Put down the alcohol!
Nobody chooses to have depression. But that doesn't mean you have zero control over this serious and sometimes debilitating health disorder that affects some 350 million people.
Just as you can help to improve the condition — with exercise, cognitive therapy, medication, addressing any underlying conditions (like a thyroid disorder), and other therapies—you can also make it worse. Read on to learn about the everyday habits that can keep the black cloud from lifting.
1. What you eat
You know the expression, you are what you eat, of course. We might also say: You feel what you eat.
In a study in the American Journal of Psychiatry, researchers in Australia linked a typical Western diet—of processed or fried foods, refined grains, sugary products, and beer—to greater depression and anxiety in women compared to a diet of vegetables, fruit, meat, fish, and whole grains. The researchers, from the Deakin University School of Medicine in Australia, believe that it's the composition of our microbiome, that community of microorganisms living in our digestive system, that exert an influence on mental health.
In continuing research, they're exploring how improving the diet can help ease psychological symptoms. They're also looking into the connection between depression and "leaky gut," a condition in which a weakened stomach lining allows the contents of the gut to leak into the body and trigger an immune response that, in turn, contributes to depression.
Until scientists can pinpoint the exact dietary culprits behind psychological distress, it can't hurt to cut back on the sugary, carby crap—like white bread, white pasta, and pastries—and eat more whole, fresh foods that you recognize from nature.
2. How you sleep (or don't)
It's no surprise that lack of shut-eye plays a major role in mental health. "Sleep disturbance is a significant depression symptom, and changes in sleep patterns, such as insomnia, can signal, or even trigger, a depressive episode," says Jean Kim, MD, clinical assistant professor of psychiatry at George Washington University.

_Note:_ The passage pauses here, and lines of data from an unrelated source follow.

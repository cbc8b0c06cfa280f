//! Expression evaluation engine.
//!
//! Evaluates an [`Expr`] against an [`EvaluationContext`] built from the latest bar.
//!
//! # Evaluation Semantics
//!
//! - Indicators with too little history evaluate to [`Value::Absent`]
//! - Comparisons with an absent side are `false`, except `!=`, which is `true`
//!   when exactly one side is absent
//! - `AND` with an absent side is `false`; `OR` falls back to the present side
//! - Arithmetic with an absent side is absent; division by zero is an error
//! - Both sides of a binary node are always evaluated, so errors are never masked
//! - A numeric trigger result is true when non-zero

use crate::domain::context::EvaluationContext;
use crate::domain::error::EvaluationError;
use crate::domain::expr::{BinaryOp, Expr, Property, UnaryOp};
use crate::domain::rule_validate::resolve_call;

const EPSILON: f64 = 1e-9;

#[derive(Debug, Clone, Copy, PartialEq)]
pub enum Value {
    Bool(bool),
    Num(f64),
    Absent,
}

impl Value {
    pub fn type_name(&self) -> &'static str {
        match self {
            Value::Bool(_) => "boolean",
            Value::Num(_) => "number",
            Value::Absent => "no value",
        }
    }

    /// Boolean coercion: absent and zero are false.
    pub fn truthy(&self) -> bool {
        match *self {
            Value::Bool(b) => b,
            Value::Num(n) => n != 0.0,
            Value::Absent => false,
        }
    }

    fn is_absent(&self) -> bool {
        matches!(self, Value::Absent)
    }
}

impl From<Option<f64>> for Value {
    fn from(value: Option<f64>) -> Self {
        value.map_or(Value::Absent, Value::Num)
    }
}

pub fn evaluate(expr: &Expr, ctx: &EvaluationContext<'_>) -> Result<Value, EvaluationError> {
    match expr {
        Expr::Literal(v) => Ok(Value::Num(*v)),
        Expr::Identifier(name) => Property::from_name(name)
            .map(|p| Value::Num(ctx.property(p)))
            .ok_or_else(|| EvaluationError::UnknownIdentifier { name: name.clone() }),
        Expr::Call { function, args } => {
            let indicator =
                resolve_call(function, args).map_err(|e| EvaluationError::InvalidCall {
                    function: function.clone(),
                    reason: e.to_string(),
                })?;
            Ok(ctx.indicator(indicator).into())
        }
        Expr::Unary {
            op: UnaryOp::Not,
            operand,
        } => Ok(Value::Bool(!evaluate(operand, ctx)?.truthy())),
        Expr::Binary { op, left, right } => {
            let l = evaluate(left, ctx)?;
            let r = evaluate(right, ctx)?;
            apply_binary(*op, l, r)
        }
    }
}

/// Evaluate a rule condition to its trigger decision.
pub fn evaluate_trigger(expr: &Expr, ctx: &EvaluationContext<'_>) -> Result<bool, EvaluationError> {
    match evaluate(expr, ctx)? {
        Value::Bool(b) => Ok(b),
        Value::Num(n) => Ok(n != 0.0),
        other @ Value::Absent => Err(EvaluationError::UnsupportedResult {
            found: other.type_name(),
        }),
    }
}

fn apply_binary(op: BinaryOp, l: Value, r: Value) -> Result<Value, EvaluationError> {
    match op {
        BinaryOp::And => {
            if l.is_absent() || r.is_absent() {
                return Ok(Value::Bool(false));
            }
            Ok(Value::Bool(l.truthy() && r.truthy()))
        }
        BinaryOp::Or => Ok(Value::Bool(match (l, r) {
            (Value::Absent, Value::Absent) => false,
            (Value::Absent, present) | (present, Value::Absent) => present.truthy(),
            (l, r) => l.truthy() || r.truthy(),
        })),
        BinaryOp::Ne if l.is_absent() || r.is_absent() => {
            Ok(Value::Bool(l.is_absent() != r.is_absent()))
        }
        _ if op.is_comparison() && (l.is_absent() || r.is_absent()) => Ok(Value::Bool(false)),
        BinaryOp::Eq | BinaryOp::Ne => {
            let equal = match (l, r) {
                (Value::Bool(a), Value::Bool(b)) => a == b,
                (Value::Num(a), Value::Num(b)) => (a - b).abs() < EPSILON,
                (a, b) => {
                    return Err(EvaluationError::TypeMismatch {
                        operator: op.symbol(),
                        expected: "operands of the same type",
                        found: if a.type_name() == "boolean" {
                            b.type_name()
                        } else {
                            a.type_name()
                        },
                    });
                }
            };
            Ok(Value::Bool(if op == BinaryOp::Eq { equal } else { !equal }))
        }
        BinaryOp::Lt | BinaryOp::Gt | BinaryOp::Le | BinaryOp::Ge => {
            let (a, b) = numbers(op, l, r)?;
            Ok(Value::Bool(match op {
                BinaryOp::Lt => a < b,
                BinaryOp::Gt => a > b,
                BinaryOp::Le => a <= b,
                _ => a >= b,
            }))
        }
        BinaryOp::Add | BinaryOp::Sub | BinaryOp::Mul | BinaryOp::Div => {
            if l.is_absent() || r.is_absent() {
                return Ok(Value::Absent);
            }
            let (a, b) = numbers(op, l, r)?;
            Ok(Value::Num(match op {
                BinaryOp::Add => a + b,
                BinaryOp::Sub => a - b,
                BinaryOp::Mul => a * b,
                _ => {
                    if b == 0.0 {
                        return Err(EvaluationError::DivisionByZero);
                    }
                    a / b
                }
            }))
        }
    }
}

fn numbers(op: BinaryOp, l: Value, r: Value) -> Result<(f64, f64), EvaluationError> {
    match (l, r) {
        (Value::Num(a), Value::Num(b)) => Ok((a, b)),
        (Value::Num(_), other) | (other, _) => Err(EvaluationError::TypeMismatch {
            operator: op.symbol(),
            expected: "numbers",
            found: other.type_name(),
        }),
    }
}

#[cfg(test)]
mod tests {
    use super::*;
    use crate::domain::ohlcv::{OhlcvBar, TimeSeries};
    use crate::domain::rule_parser::parse;
    use chrono::NaiveDate;

    fn make_bar(day: u32, close: f64, volume: f64) -> OhlcvBar {
        OhlcvBar {
            datetime: NaiveDate::from_ymd_opt(2024, 1, day)
                .unwrap()
                .and_hms_opt(0, 0, 0)
                .unwrap(),
            open: close - 1.0,
            high: close + 2.0,
            low: close - 2.0,
            close,
            volume,
        }
    }

    fn series(closes: &[f64]) -> TimeSeries {
        TimeSeries::new(
            "TEST",
            closes
                .iter()
                .enumerate()
                .map(|(i, &c)| make_bar(i as u32 + 1, c, 1000.0 * (i + 1) as f64))
                .collect(),
        )
    }

    fn trigger(input: &str, ts: &TimeSeries) -> Result<bool, EvaluationError> {
        let ctx = EvaluationContext::new(ts).unwrap();
        evaluate_trigger(&parse(input).unwrap(), &ctx)
    }

    fn value(input: &str, ts: &TimeSeries) -> Result<Value, EvaluationError> {
        let ctx = EvaluationContext::new(ts).unwrap();
        evaluate(&parse(input).unwrap(), &ctx)
    }

    #[test]
    fn close_above_constant() {
        assert_eq!(trigger("close > 100", &series(&[101.0])), Ok(true));
        assert_eq!(trigger("close > 100", &series(&[99.0])), Ok(false));
    }

    #[test]
    fn price_is_close_alias() {
        assert_eq!(trigger("price == close", &series(&[42.0])), Ok(true));
    }

    #[test]
    fn bar_fields_resolve() {
        let ts = series(&[50.0]);
        assert_eq!(value("open", &ts), Ok(Value::Num(49.0)));
        assert_eq!(value("high", &ts), Ok(Value::Num(52.0)));
        assert_eq!(value("low", &ts), Ok(Value::Num(48.0)));
        assert_eq!(value("volume", &ts), Ok(Value::Num(1000.0)));
    }

    #[test]
    fn insufficient_data_comparison_is_false() {
        let ts = series(&[10.0; 10]);
        assert_eq!(trigger("RSI(200) < 30", &ts), Ok(false));
        assert_eq!(trigger("RSI(200) > 30", &ts), Ok(false));
        assert_eq!(trigger("RSI(200) == 30", &ts), Ok(false));
    }

    #[test]
    fn absent_not_equal_semantics() {
        let ts = series(&[10.0; 10]);
        assert_eq!(trigger("RSI(200) != 30", &ts), Ok(true));
        assert_eq!(trigger("RSI(200) != SMA(100)", &ts), Ok(false));
    }

    #[test]
    fn absent_logical_semantics() {
        let ts = series(&[10.0; 10]);
        assert_eq!(trigger("SMA(50) AND close > 1", &ts), Ok(false));
        assert_eq!(trigger("SMA(50) OR close > 1", &ts), Ok(true));
        assert_eq!(trigger("close < 1 OR SMA(50)", &ts), Ok(false));
        assert_eq!(trigger("SMA(50) OR SMA(60)", &ts), Ok(false));
        assert_eq!(trigger("NOT SMA(50)", &ts), Ok(true));
    }

    #[test]
    fn absent_arithmetic_propagates() {
        let ts = series(&[10.0; 10]);
        assert_eq!(value("SMA(50) + 1", &ts), Ok(Value::Absent));
        assert_eq!(trigger("SMA(50) * 2 > 1", &ts), Ok(false));
    }

    #[test]
    fn absent_top_level_is_error() {
        let ts = series(&[10.0; 10]);
        assert_eq!(
            trigger("SMA(50)", &ts),
            Err(EvaluationError::UnsupportedResult { found: "no value" })
        );
    }

    #[test]
    fn numeric_trigger_nonzero_is_true() {
        let ts = series(&[10.0]);
        assert_eq!(trigger("close - 10", &ts), Ok(false));
        assert_eq!(trigger("close - 9", &ts), Ok(true));
    }

    #[test]
    fn logical_operators() {
        let ts = series(&[100.0]);
        assert_eq!(trigger("close > 50 AND close < 150", &ts), Ok(true));
        assert_eq!(trigger("close > 150 AND close < 200", &ts), Ok(false));
        assert_eq!(trigger("close > 150 OR close < 200", &ts), Ok(true));
        assert_eq!(trigger("NOT close > 50", &ts), Ok(false));
        assert_eq!(trigger("NOT (close > 150 OR close < 50)", &ts), Ok(true));
    }

    #[test]
    fn comparison_operators() {
        let ts = series(&[100.0]);
        assert_eq!(trigger("close >= 100", &ts), Ok(true));
        assert_eq!(trigger("close <= 100", &ts), Ok(true));
        assert_eq!(trigger("close < 100", &ts), Ok(false));
        assert_eq!(trigger("close == 100", &ts), Ok(true));
        assert_eq!(trigger("close != 100", &ts), Ok(false));
    }

    #[test]
    fn equality_tolerates_float_noise() {
        let ts = series(&[0.3]);
        assert_eq!(trigger("close == 0.1 + 0.2", &ts), Ok(true));
    }

    #[test]
    fn boolean_equality() {
        let ts = series(&[100.0]);
        assert_eq!(trigger("(close > 1) == (open > 1)", &ts), Ok(true));
        assert_eq!(trigger("(close > 1) != (open > 1000)", &ts), Ok(true));
    }

    #[test]
    fn arithmetic() {
        let ts = series(&[100.0]);
        assert_eq!(value("1000 / price", &ts), Ok(Value::Num(10.0)));
        assert_eq!(value("close * 2 - 50", &ts), Ok(Value::Num(150.0)));
        assert_eq!(value("(high - low) / 2", &ts), Ok(Value::Num(2.0)));
    }

    #[test]
    fn division_by_zero_is_error() {
        let ts = series(&[100.0]);
        assert_eq!(
            value("10 / (close - close)", &ts),
            Err(EvaluationError::DivisionByZero)
        );
    }

    #[test]
    fn errors_not_masked_by_logical_operators() {
        let ts = series(&[100.0]);
        assert_eq!(
            trigger("close < 0 AND 1 / 0 > 1", &ts),
            Err(EvaluationError::DivisionByZero)
        );
    }

    #[test]
    fn boolean_in_arithmetic_is_type_mismatch() {
        let ts = series(&[100.0]);
        assert_eq!(
            value("(close > 1) + 1", &ts),
            Err(EvaluationError::TypeMismatch {
                operator: "+",
                expected: "numbers",
                found: "boolean"
            })
        );
        assert!(matches!(
            trigger("(close > 1) < 5", &ts),
            Err(EvaluationError::TypeMismatch { operator: "<", .. })
        ));
        assert!(matches!(
            trigger("(close > 1) == 1", &ts),
            Err(EvaluationError::TypeMismatch { operator: "==", .. })
        ));
    }

    #[test]
    fn unknown_identifier_is_error() {
        let ts = series(&[100.0]);
        assert_eq!(
            trigger("vwap > 1", &ts),
            Err(EvaluationError::UnknownIdentifier {
                name: "vwap".into()
            })
        );
    }

    #[test]
    fn invalid_call_is_error() {
        let ts = series(&[100.0]);
        assert!(matches!(
            trigger("MACD(12) > 0", &ts),
            Err(EvaluationError::InvalidCall { .. })
        ));
        assert!(matches!(
            trigger("RSI(0) > 0", &ts),
            Err(EvaluationError::InvalidCall { .. })
        ));
    }

    #[test]
    fn rsi_on_rising_series_is_100() {
        let closes: Vec<f64> = (0..20).map(|i| 100.0 + i as f64).collect();
        let ts = series(&closes);
        assert_eq!(value("RSI(14)", &ts), Ok(Value::Num(100.0)));
        assert_eq!(trigger("RSI(14) > 70", &ts), Ok(true));
    }

    #[test]
    fn volume_above_average() {
        // Volumes 1000, 2000, 3000, 4000; avgVolume(3) = 3000.
        let ts = series(&[10.0, 11.0, 12.0, 13.0]);
        assert_eq!(trigger("volume > avgVolume(3)", &ts), Ok(true));
        assert_eq!(trigger("volume > avgVolume(3) * 2", &ts), Ok(false));
    }

    #[test]
    fn evaluation_does_not_mutate_inputs() {
        let ts = series(&[1.0, 2.0, 3.0]);
        let expr = parse("SMA(2) > 1 AND NOT volume < 0").unwrap();
        let before = expr.clone();
        let ctx = EvaluationContext::new(&ts).unwrap();
        let first = evaluate_trigger(&expr, &ctx);
        let second = evaluate_trigger(&expr, &ctx);
        assert_eq!(first, second);
        assert_eq!(expr, before);
    }
}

Insomnia is common in people with depression, she adds, as is early morning awakening.
To help people with depression sleep better, Kim advises some good old fashioned sleep hygiene: keeping bedtime and wake-times consistent and shutting off screens a few hours before bedtime to limit blue light, which can throw off melatonin cycles.

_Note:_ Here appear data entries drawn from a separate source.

//! Single-rule evaluation: condition, then sizing when the condition holds.

use crate::domain::context::EvaluationContext;
use crate::domain::error::{RuleError, SizingError};
use crate::domain::ohlcv::TimeSeries;
use crate::domain::quantity::compute_quantity;
use crate::domain::rule::TradingRule;
use crate::domain::rule_eval::evaluate_trigger;
use crate::domain::rule_parser::parse;
use crate::domain::rule_validate::validate;
use chrono::{DateTime, Utc};

#[derive(Debug, Clone, PartialEq)]
pub struct EvaluationMetadata {
    pub evaluated_at: DateTime<Utc>,
    pub error: Option<String>,
}

#[derive(Debug, Clone, PartialEq)]
pub struct EvaluationResult {
    pub triggered: bool,
    /// Whole shares; zero unless triggered.
    pub quantity: u64,
    pub price: f64,
    pub total_amount: f64,
    pub metadata: EvaluationMetadata,
}

impl EvaluationResult {
    fn new(triggered: bool, quantity: u64, price: f64) -> Self {
        Self {
            triggered,
            quantity,
            price,
            total_amount: quantity as f64 * price,
            metadata: EvaluationMetadata {
                evaluated_at: Utc::now(),
                error: None,
            },
        }
    }

    /// A non-triggered result carrying the failure that prevented evaluation.
    pub fn errored(error: impl ToString) -> Self {
        let mut result = Self::new(false, 0, 0.0);
        result.metadata.error = Some(error.to_string());
        result
    }

    pub fn is_error(&self) -> bool {
        self.metadata.error.is_some()
    }
}

/// Evaluate one rule against its symbol's series.
///
/// The rule's `is_active` flag is not consulted here; filtering inactive rules
/// is the caller's job.
pub fn evaluate_rule(
    rule: &TradingRule,
    series: &TimeSeries,
    available_cash: Option<f64>,
) -> Result<EvaluationResult, RuleError> {
    evaluate_rule_with_cash(rule, series, || Ok(available_cash))
}

/// Evaluate one rule, calling `cash` only when the condition holds.
pub fn evaluate_rule_with_cash<F>(
    rule: &TradingRule,
    series: &TimeSeries,
    cash: F,
) -> Result<EvaluationResult, RuleError>
where
    F: FnOnce() -> Result<Option<f64>, SizingError>,
{
    let expr = parse(&rule.expression)?;
    validate(&expr)?;
    let ctx = EvaluationContext::new(series)?;
    let price = ctx.price();

    if !evaluate_trigger(&expr, &ctx)? {
        return Ok(EvaluationResult::new(false, 0, price));
    }

    let raw = compute_quantity(rule.quantity_type, &rule.quantity_value, &ctx, cash()?)?;
    let shares = raw.floor();
    if shares <= 0.0 {
        return Err(SizingError::NonPositive { quantity: shares }.into());
    }
    Ok(EvaluationResult::new(true, shares as u64, price))
}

3. Your social media habits
Social media is not always a happy pastime. Not only have researchers identified a phenomenon called "Facebook depression"—the result of not getting the likes one hopes for in relation to their number of friends—but there's now plenty of evidence linking depression with excessive digital activity, like texting, watching video clips, video gaming, chatting, emailing, and other media use. Kim suspects it may be related to feelings of isolation and can exacerbate social anxiety among those who might be prone to it.
On the flip side, she says, Facebook can ease symptoms of depression in some cases of those who feel isolated, because it aids socialization.

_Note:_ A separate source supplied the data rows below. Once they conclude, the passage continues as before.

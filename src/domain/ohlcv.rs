//! OHLCV bar and time series representation.
//!
//! Data providers deliver bars newest-first; [`TimeSeries`] normalises them to
//! oldest-first on construction so indicator math can walk forward in time.

use chrono::NaiveDateTime;

#[derive(Debug, Clone, PartialEq)]
pub struct OhlcvBar {
    pub datetime: NaiveDateTime,
    pub open: f64,
    pub high: f64,
    pub low: f64,
    pub close: f64,
    pub volume: f64,
}

impl OhlcvBar {
    /// Name of the first non-finite field, if any.
    pub fn non_finite_field(&self) -> Option<&'static str> {
        [
            ("open", self.open),
            ("high", self.high),
            ("low", self.low),
            ("close", self.close),
            ("volume", self.volume),
        ]
        .into_iter()
        .find(|(_, v)| !v.is_finite())
        .map(|(name, _)| name)
    }
}

/// Ordered price history for one symbol, oldest bar first.
#[derive(Debug, Clone, PartialEq)]
pub struct TimeSeries {
    pub symbol: String,
    bars: Vec<OhlcvBar>,
}

impl TimeSeries {
    /// Build a series from bars in any order. Bars are stably sorted by datetime.
    pub fn new(symbol: impl Into<String>, mut bars: Vec<OhlcvBar>) -> Self {
        bars.sort_by_key(|b| b.datetime);
        Self {
            symbol: symbol.into(),
            bars,
        }
    }

    /// Build a series from provider output (newest first) without re-sorting.
    pub fn from_newest_first(symbol: impl Into<String>, mut bars: Vec<OhlcvBar>) -> Self {
        bars.reverse();
        Self {
            symbol: symbol.into(),
            bars,
        }
    }

    pub fn bars(&self) -> &[OhlcvBar] {
        &self.bars
    }

    pub fn len(&self) -> usize {
        self.bars.len()
    }

    pub fn is_empty(&self) -> bool {
        self.bars.is_empty()
    }

    pub fn latest(&self) -> Option<&OhlcvBar> {
        self.bars.last()
    }

    pub fn closes(&self) -> Vec<f64> {
        self.bars.iter().map(|b| b.close).collect()
    }

    pub fn volumes(&self) -> Vec<f64> {
        self.bars.iter().map(|b| b.volume).collect()
    }

    /// Keep only the newest `limit` bars.
    pub fn truncate_to_latest(&mut self, limit: usize) {
        if self.bars.len() > limit {
            self.bars.drain(..self.bars.len() - limit);
        }
    }
}

#[cfg(test)]
mod tests {
    use super::*;
    use chrono::NaiveDate;

    fn bar(day: u32, close: f64) -> OhlcvBar {
        OhlcvBar {
            datetime: NaiveDate::from_ymd_opt(2024, 1, day)
                .unwrap()
                .and_hms_opt(0, 0, 0)
                .unwrap(),
            open: close,
            high: close + 1.0,
            low: close - 1.0,
            close,
            volume: 1000.0,
        }
    }

    #[test]
    fn new_sorts_oldest_first() {
        let series = TimeSeries::new("AAPL", vec![bar(3, 3.0), bar(1, 1.0), bar(2, 2.0)]);
        assert_eq!(series.closes(), vec![1.0, 2.0, 3.0]);
        assert_eq!(series.latest().unwrap().close, 3.0);
    }

    #[test]
    fn from_newest_first_reverses() {
        let series = TimeSeries::from_newest_first("AAPL", vec![bar(3, 3.0), bar(2, 2.0), bar(1, 1.0)]);
        assert_eq!(series.closes(), vec![1.0, 2.0, 3.0]);
    }

    #[test]
    fn truncate_keeps_newest() {
        let mut series = TimeSeries::new("AAPL", (1..=10).map(|d| bar(d, d as f64)).collect());
        series.truncate_to_latest(3);
        assert_eq!(series.closes(), vec![8.0, 9.0, 10.0]);

        series.truncate_to_latest(50);
        assert_eq!(series.len(), 3);
    }

    #[test]
    fn non_finite_field_detected() {
        let mut b = bar(1, 10.0);
        assert_eq!(b.non_finite_field(), None);
        b.volume = f64::NAN;
        assert_eq!(b.non_finite_field(), Some("volume"));
        b.close = f64::INFINITY;
        assert_eq!(b.non_finite_field(), Some("close"));
    }
}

If Facebook bums you out more than it makes you happy, take long social media breaks and remember that most people are only posting about the good stuff in their lives—not the parking tickets, bad haircuts, and dishes piled in the sink.
4. Your stress management cycle
Stressful situations can sink depressives into a deeper funk. But they don't affect everyone equally. A study in the journal Science that explored why stressful experiences lead to depression in some people, but not in others, found the likely culprit to be a gene that regulates serotonin levels in the brain.
Of course you can't swap out your genes, but you can take steps to keep stress levels in check. A study in the journal JAMA Internal Medicine found that mindful meditation—the practice of contemplating the present moment and breathing deeply—can be effective in easing psychological stress. Stop, Breathe and Think is an easy-to-use app that can help you learn to practice mindful meditation.
5. The weather
While a recent study conducted at the Auburn University at Montgomery questioned the validity of Seasonal Affective Disorder, anecdotal evidence suggests that some people do tend to get low in the winter when there's less daylight.
Kim agrees that some correlation with seasonal changes have been noted with respect to depression and daylight-hour length. Since sunlight requires no prescription, it doesn't hurt to get plenty if it improves your mood. One study found early morning exposure to light to be more effective than midday or late afternoon light exposure.
6. Whether you light up
Everyone knows that smoking is bad for you, but if you suffer from depression, smoking can worsen your symptoms. According to a study in the BMJ, smokers who quit felt less depressed and had a more positive mood and quality of life compared to those who kept lighting up.
Kim attributes the difference to the up-and-down mood swings caused by nicotine addiction. "Nicotine has some calming and focusing effects, but withdrawal may cause irritability and anxiety," she says.
7. How much you drink
It's well established that heavy drinking can spur temporary episodes of depression, also called substance-induced depression, but it can be a bit of a chicken-egg scenario. "It might be a form of self-medication for underlying depression, butalcohol usually makes depression worse because it has depressant effects," Kim says.
Stick to moderate consumption—one glass per day for women, two for men—to make sure booze isn't worsening your blues.